As I pulled myself back into present situation, Madame Rosie smiled sweetly at me. Johann gave me a quick nudge in the side, “She’s waiting for you.”

“To do what?"

“The passing on of the gift.”

It suddenly clicked. She was waiting for my present to her. I waved at her pipe, took out my cigarettes and asked if she’d mind if I smoked. I then handed her Toddie, indicating that she must take a sip.

She took the hip flask and deftly unscrewed the top and took an almighty huge gulp, worthy of Jack Nicholson, of the Polish Vodka.
 

There were none of the usual reactions that people who have not tasted the vodka before exhibit. No coughing, spluttering and shaking of the head, just her gentle smile; and then she took a second slug and handed Toddie back to me saying thank you in SeSotho.

Johann excused himself saying that we would depart at first light tomorrow. He suggested that I did the same as the trek the following day would be over eighty kilometers to the Maletsunyane Falls, one of the magnificent treasures of the mountain kingdom.

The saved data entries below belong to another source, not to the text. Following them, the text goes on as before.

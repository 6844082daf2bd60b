use std::fmt;

use num_bigint::BigInt;
use primitive_types::{H160, H256};
use serde::{
	de::{self, Deserializer, MapAccess, Visitor},
	ser::{SerializeMap, Serializer},
	Deserialize, Serialize,
};
use strum_macros::{Display, EnumString};

use crate::{
	crypto::{FromBase64String, Secp256r1PublicKey, ToBase64String},
	neo_types::{HashExtension, ScriptHashExtension, TypeError},
};

/// The Neo ABI parameter types.
#[derive(
	Debug, Clone, Copy, PartialEq, Eq, Hash, Serialize, Deserialize, Display, EnumString,
)]
pub enum ContractParameterType {
	Any,
	Boolean,
	Integer,
	ByteArray,
	String,
	Hash160,
	Hash256,
	PublicKey,
	Signature,
	Array,
	Map,
	InteropInterface,
	Void,
}

impl ContractParameterType {
	/// The byte tag used in contract manifests and NEF files.
	pub fn as_byte(&self) -> u8 {
		match self {
			ContractParameterType::Any => 0x00,
			ContractParameterType::Boolean => 0x10,
			ContractParameterType::Integer => 0x11,
			ContractParameterType::ByteArray => 0x12,
			ContractParameterType::String => 0x13,
			ContractParameterType::Hash160 => 0x14,
			ContractParameterType::Hash256 => 0x15,
			ContractParameterType::PublicKey => 0x16,
			ContractParameterType::Signature => 0x17,
			ContractParameterType::Array => 0x20,
			ContractParameterType::Map => 0x22,
			ContractParameterType::InteropInterface => 0x30,
			ContractParameterType::Void => 0xff,
		}
	}
}

/// An ordered list of key/value parameter pairs.
///
/// Map keys may not themselves be `Array` or `Map` parameters; the
/// constructor enforces it.
#[derive(Debug, Clone, Default, PartialEq, Eq, Hash)]
pub struct ContractParameterMap(pub Vec<(ContractParameter, ContractParameter)>);

impl ContractParameterMap {
	pub fn new() -> Self {
		Self(Vec::new())
	}

	pub fn insert(
		&mut self,
		key: ContractParameter,
		value: ContractParameter,
	) -> Result<(), TypeError> {
		match key.typ {
			ContractParameterType::Array | ContractParameterType::Map =>
				Err(TypeError::InvalidArgError(
					"Map keys cannot be Array or Map parameters".to_string(),
				)),
			_ => {
				self.0.push((key, value));
				Ok(())
			},
		}
	}

	pub fn len(&self) -> usize {
		self.0.len()
	}

	pub fn is_empty(&self) -> bool {
		self.0.is_empty()
	}
}

/// The value carried by a [`ContractParameter`]. `Any`, `Void` and
/// `InteropInterface` parameters carry no value.
#[derive(Debug, Clone, PartialEq, Eq, Hash)]
pub enum ParameterValue {
	Boolean(bool),
	Integer(BigInt),
	ByteArray(Vec<u8>),
	String(String),
	H160(H160),
	H256(H256),
	PublicKey(Vec<u8>),
	Signature(Vec<u8>),
	Array(Vec<ContractParameter>),
	Map(ContractParameterMap),
}

/// A parameter of a smart contract invocation.
///
/// The JSON form is `{"type": <name>, "value": <encoded>}` with the
/// encodings the Neo RPC interface expects: base64 for byte arrays and
/// signatures, lowercase hex for hashes and public keys, decimal strings
/// for integers.
#[derive(Debug, Clone, PartialEq, Eq, Hash)]
pub struct ContractParameter {
	pub name: Option<String>,
	pub typ: ContractParameterType,
	pub value: Option<ParameterValue>,
}

impl ContractParameter {
	fn with_value(typ: ContractParameterType, value: ParameterValue) -> Self {
		Self { name: None, typ, value: Some(value) }
	}

	pub fn get_type(&self) -> ContractParameterType {
		self.typ
	}

	pub fn any() -> Self {
		Self { name: None, typ: ContractParameterType::Any, value: None }
	}

	pub fn void() -> Self {
		Self { name: None, typ: ContractParameterType::Void, value: None }
	}

	pub fn bool(value: bool) -> Self {
		Self::with_value(ContractParameterType::Boolean, ParameterValue::Boolean(value))
	}

	pub fn integer(value: impl Into<BigInt>) -> Self {
		Self::with_value(ContractParameterType::Integer, ParameterValue::Integer(value.into()))
	}

	pub fn byte_array(bytes: Vec<u8>) -> Self {
		Self::with_value(ContractParameterType::ByteArray, ParameterValue::ByteArray(bytes))
	}

	pub fn string(value: String) -> Self {
		Self::with_value(ContractParameterType::String, ParameterValue::String(value))
	}

	pub fn h160(value: &H160) -> Self {
		Self::with_value(ContractParameterType::Hash160, ParameterValue::H160(*value))
	}

	pub fn h256(value: &H256) -> Self {
		Self::with_value(ContractParameterType::Hash256, ParameterValue::H256(*value))
	}

	pub fn public_key(key: &Secp256r1PublicKey) -> Self {
		Self::with_value(
			ContractParameterType::PublicKey,
			ParameterValue::PublicKey(key.get_encoded(true)),
		)
	}

	/// Validates the 33-byte compressed encoding.
	pub fn public_key_from_bytes(bytes: &[u8]) -> Result<Self, TypeError> {
		Secp256r1PublicKey::from_bytes(bytes)
			.map_err(|_| TypeError::InvalidArgError("Invalid public key encoding".to_string()))?;
		if bytes.len() != 33 {
			return Err(TypeError::InvalidArgError(
				"Public key parameters must be 33 bytes".to_string(),
			));
		}
		Ok(Self::with_value(
			ContractParameterType::PublicKey,
			ParameterValue::PublicKey(bytes.to_vec()),
		))
	}

	/// Validates the 64-byte `r || s` length.
	pub fn signature(bytes: Vec<u8>) -> Result<Self, TypeError> {
		if bytes.len() != 64 {
			return Err(TypeError::InvalidArgError(
				"Signature parameters must be 64 bytes".to_string(),
			));
		}
		Ok(Self::with_value(ContractParameterType::Signature, ParameterValue::Signature(bytes)))
	}

	pub fn array(values: Vec<ContractParameter>) -> Self {
		Self::with_value(ContractParameterType::Array, ParameterValue::Array(values))
	}

	pub fn map(map: ContractParameterMap) -> Self {
		Self::with_value(ContractParameterType::Map, ParameterValue::Map(map))
	}
}

impl From<bool> for ContractParameter {
	fn from(value: bool) -> Self {
		Self::bool(value)
	}
}

impl From<i32> for ContractParameter {
	fn from(value: i32) -> Self {
		Self::integer(value)
	}
}

impl From<i64> for ContractParameter {
	fn from(value: i64) -> Self {
		Self::integer(value)
	}
}

impl From<u32> for ContractParameter {
	fn from(value: u32) -> Self {
		Self::integer(value)
	}
}

impl From<&str> for ContractParameter {
	fn from(value: &str) -> Self {
		Self::string(value.to_string())
	}
}

impl From<String> for ContractParameter {
	fn from(value: String) -> Self {
		Self::string(value)
	}
}

impl From<&[u8]> for ContractParameter {
	fn from(value: &[u8]) -> Self {
		Self::byte_array(value.to_vec())
	}
}

impl From<Vec<u8>> for ContractParameter {
	fn from(value: Vec<u8>) -> Self {
		Self::byte_array(value)
	}
}

impl From<&H160> for ContractParameter {
	fn from(value: &H160) -> Self {
		Self::h160(value)
	}
}

impl From<H160> for ContractParameter {
	fn from(value: H160) -> Self {
		Self::h160(&value)
	}
}

impl From<&H256> for ContractParameter {
	fn from(value: &H256) -> Self {
		Self::h256(value)
	}
}

impl From<&Secp256r1PublicKey> for ContractParameter {
	fn from(value: &Secp256r1PublicKey) -> Self {
		Self::public_key(value)
	}
}

impl From<Vec<ContractParameter>> for ContractParameter {
	fn from(value: Vec<ContractParameter>) -> Self {
		Self::array(value)
	}
}

impl Serialize for ContractParameter {
	fn serialize<S>(&self, serializer: S) -> Result<S::Ok, S::Error>
	where
		S: Serializer,
	{
		let entries = 1 + self.name.is_some() as usize + 1;
		let mut map = serializer.serialize_map(Some(entries))?;
		if let Some(name) = &self.name {
			map.serialize_entry("name", name)?;
		}
		map.serialize_entry("type", &self.typ)?;
		match &self.value {
			None => map.serialize_entry("value", &serde_json::Value::Null)?,
			Some(ParameterValue::Boolean(b)) => map.serialize_entry("value", b)?,
			Some(ParameterValue::Integer(i)) => map.serialize_entry("value", &i.to_string())?,
			Some(ParameterValue::ByteArray(bytes)) =>
				map.serialize_entry("value", &bytes.to_base64_string())?,
			Some(ParameterValue::Signature(bytes)) =>
				map.serialize_entry("value", &bytes.to_base64_string())?,
			Some(ParameterValue::String(s)) => map.serialize_entry("value", s)?,
			Some(ParameterValue::H160(h)) => map.serialize_entry("value", &h.to_hex())?,
			Some(ParameterValue::H256(h)) =>
				map.serialize_entry("value", &HashExtension::to_hex(h))?,
			Some(ParameterValue::PublicKey(bytes)) =>
				map.serialize_entry("value", &hex::encode(bytes))?,
			Some(ParameterValue::Array(values)) => map.serialize_entry("value", values)?,
			Some(ParameterValue::Map(entries)) => {
				#[derive(Serialize)]
				struct Entry<'a> {
					key: &'a ContractParameter,
					value: &'a ContractParameter,
				}
				let encoded: Vec<Entry> =
					entries.0.iter().map(|(key, value)| Entry { key, value }).collect();
				map.serialize_entry("value", &encoded)?;
			},
		}
		map.end()
	}
}

impl<'de> Deserialize<'de> for ContractParameter {
	fn deserialize<D>(deserializer: D) -> Result<Self, D::Error>
	where
		D: Deserializer<'de>,
	{
		struct ParamVisitor;

		impl<'de> Visitor<'de> for ParamVisitor {
			type Value = ContractParameter;

			fn expecting(&self, formatter: &mut fmt::Formatter) -> fmt::Result {
				formatter.write_str("a contract parameter object")
			}

			fn visit_map<A>(self, mut access: A) -> Result<Self::Value, A::Error>
			where
				A: MapAccess<'de>,
			{
				let mut name: Option<String> = None;
				let mut typ: Option<ContractParameterType> = None;
				let mut raw_value: Option<serde_json::Value> = None;

				while let Some(key) = access.next_key::<String>()? {
					match key.as_str() {
						"name" => name = access.next_value()?,
						"type" => typ = Some(access.next_value()?),
						"value" => raw_value = Some(access.next_value()?),
						_ => {
							let _: serde_json::Value = access.next_value()?;
						},
					}
				}

				let typ = typ.ok_or_else(|| de::Error::missing_field("type"))?;
				let value = decode_value(typ, raw_value).map_err(de::Error::custom)?;
				Ok(ContractParameter { name, typ, value })
			}
		}

		deserializer.deserialize_map(ParamVisitor)
	}
}

fn decode_value(
	typ: ContractParameterType,
	raw: Option<serde_json::Value>,
) -> Result<Option<ParameterValue>, String> {
	use serde_json::Value;

	let raw = match raw {
		None | Some(Value::Null) => return Ok(None),
		Some(raw) => raw,
	};

	let string_of = |raw: &Value| -> Result<String, String> {
		raw.as_str().map(str::to_string).ok_or_else(|| format!("expected string for {typ}"))
	};

	let value = match typ {
		ContractParameterType::Any | ContractParameterType::Void |
		ContractParameterType::InteropInterface => return Ok(None),
		ContractParameterType::Boolean => match raw {
			Value::Bool(b) => ParameterValue::Boolean(b),
			Value::String(s) => ParameterValue::Boolean(s == "true"),
			_ => return Err("expected boolean".to_string()),
		},
		ContractParameterType::Integer => {
			let text = match &raw {
				Value::Number(n) => n.to_string(),
				Value::String(s) => s.clone(),
				_ => return Err("expected integer".to_string()),
			};
			ParameterValue::Integer(text.parse::<BigInt>().map_err(|e| e.to_string())?)
		},
		ContractParameterType::ByteArray => ParameterValue::ByteArray(
			string_of(&raw)?.from_base64_string().map_err(|e| e.to_string())?,
		),
		ContractParameterType::Signature => {
			let bytes = string_of(&raw)?.from_base64_string().map_err(|e| e.to_string())?;
			if bytes.len() != 64 {
				return Err(format!("signature must be 64 bytes, got {}", bytes.len()));
			}
			ParameterValue::Signature(bytes)
		},
		ContractParameterType::String => ParameterValue::String(string_of(&raw)?),
		ContractParameterType::Hash160 => ParameterValue::H160(
			H160::from_hex(&string_of(&raw)?).map_err(|e| e.to_string())?,
		),
		ContractParameterType::Hash256 => ParameterValue::H256(
			H256::from_hex(&string_of(&raw)?).map_err(|e| e.to_string())?,
		),
		ContractParameterType::PublicKey => {
			let bytes = hex::decode(string_of(&raw)?).map_err(|e| e.to_string())?;
			if bytes.len() != 33 {
				return Err(format!("public key must be 33 bytes, got {}", bytes.len()));
			}
			ParameterValue::PublicKey(bytes)
		},
		ContractParameterType::Array => {
			let values: Vec<ContractParameter> =
				serde_json::from_value(raw).map_err(|e| e.to_string())?;
			ParameterValue::Array(values)
		},
		ContractParameterType::Map => {
			#[derive(Deserialize)]
			struct Entry {
				key: ContractParameter,
				value: ContractParameter,
			}
			let entries: Vec<Entry> = serde_json::from_value(raw).map_err(|e| e.to_string())?;
			let mut map = ContractParameterMap::new();
			for entry in entries {
				map.insert(entry.key, entry.value).map_err(|e| e.to_string())?;
			}
			ParameterValue::Map(map)
		},
	};

	Ok(Some(value))
}

#[cfg(test)]
mod tests {
	use super::*;

	fn round_trip(param: &ContractParameter) -> ContractParameter {
		let json = serde_json::to_string(param).unwrap();
		serde_json::from_str(&json).unwrap()
	}

	#[test]
	fn test_integer_encoding_is_decimal_string() {
		let param = ContractParameter::integer(1_0000_0000i64);
		let json = serde_json::to_value(&param).unwrap();
		assert_eq!(json["type"], "Integer");
		assert_eq!(json["value"], "100000000");
		assert_eq!(round_trip(&param), param);
	}

	#[test]
	fn test_byte_array_encoding_is_base64() {
		let param = ContractParameter::byte_array(vec![0x01, 0x02, 0x03]);
		let json = serde_json::to_value(&param).unwrap();
		assert_eq!(json["value"], "AQID");
		assert_eq!(round_trip(&param), param);
	}

	#[test]
	fn test_hash_encoding_is_plain_hex() {
		let hash = H160::from_hex("23ba2703c53263e8d6e522dc32203339dcd8eee9").unwrap();
		let param = ContractParameter::h160(&hash);
		let json = serde_json::to_value(&param).unwrap();
		assert_eq!(json["value"], "23ba2703c53263e8d6e522dc32203339dcd8eee9");
		assert_eq!(round_trip(&param), param);
	}

	#[test]
	fn test_signature_length_enforced() {
		assert!(ContractParameter::signature(vec![0u8; 63]).is_err());
		assert!(ContractParameter::signature(vec![0u8; 64]).is_ok());
	}

	#[test]
	fn test_public_key_length_enforced() {
		assert!(ContractParameter::public_key_from_bytes(&[2u8; 20]).is_err());
	}

	#[test]
	fn test_map_rejects_nested_container_keys() {
		let mut map = ContractParameterMap::new();
		assert!(map
			.insert(ContractParameter::array(vec![]), ContractParameter::integer(1))
			.is_err());
		assert!(map
			.insert(ContractParameter::string("ok".to_string()), ContractParameter::integer(1))
			.is_ok());
	}

	#[test]
	fn test_map_round_trip() {
		let mut map = ContractParameterMap::new();
		map.insert(ContractParameter::string("first".to_string()), ContractParameter::bool(true))
			.unwrap();
		let param = ContractParameter::map(map);
		assert_eq!(round_trip(&param), param);
	}

	#[test]
	fn test_any_carries_null_value() {
		let json = serde_json::to_value(ContractParameter::any()).unwrap();
		assert!(json["value"].is_null());
	}

	#[test]
	fn test_nested_array_round_trip() {
		let param = ContractParameter::array(vec![
			ContractParameter::integer(-1),
			ContractParameter::array(vec![ContractParameter::from("inner")]),
			ContractParameter::any(),
		]);
		assert_eq!(round_trip(&param), param);
	}
}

I agreed that it was a good idea but Rosie’s actions had me riveted to my cushion. She was carefully rolling small balls of cotton wool and then pushing them up her nose.

Curiosity got the better of me. “Why are you doing that?” I said as I mimicked her motions.

She pointed at my cigarette and said, “That smoke not good!” as she smiled and puffed out a huge inhalation from her dagga pipe, “This good!” she continued.

I can’t remember what time it was when I returned to my rondavel. All I do know was, when I was woken in the morning by an eager Johann that Toddie was empty, and I had a mouth that was as dry as a Nun’s nasty. Fortunately I had packed another bottle of “Wybroka” in one of the pack mule’s satchels.

Dawn light was creeping in over the horizon as I left my rondavel. I had rinsed my face with icy cold water, brushed my teeth and completed my morning’s ablutions. Johann had said we’d breakfast on the trek, so I’d extracted some provita biscuits and a tin of corned beef from the mule’s side pack to put in my personal shoulder bag with a refilled Toddie.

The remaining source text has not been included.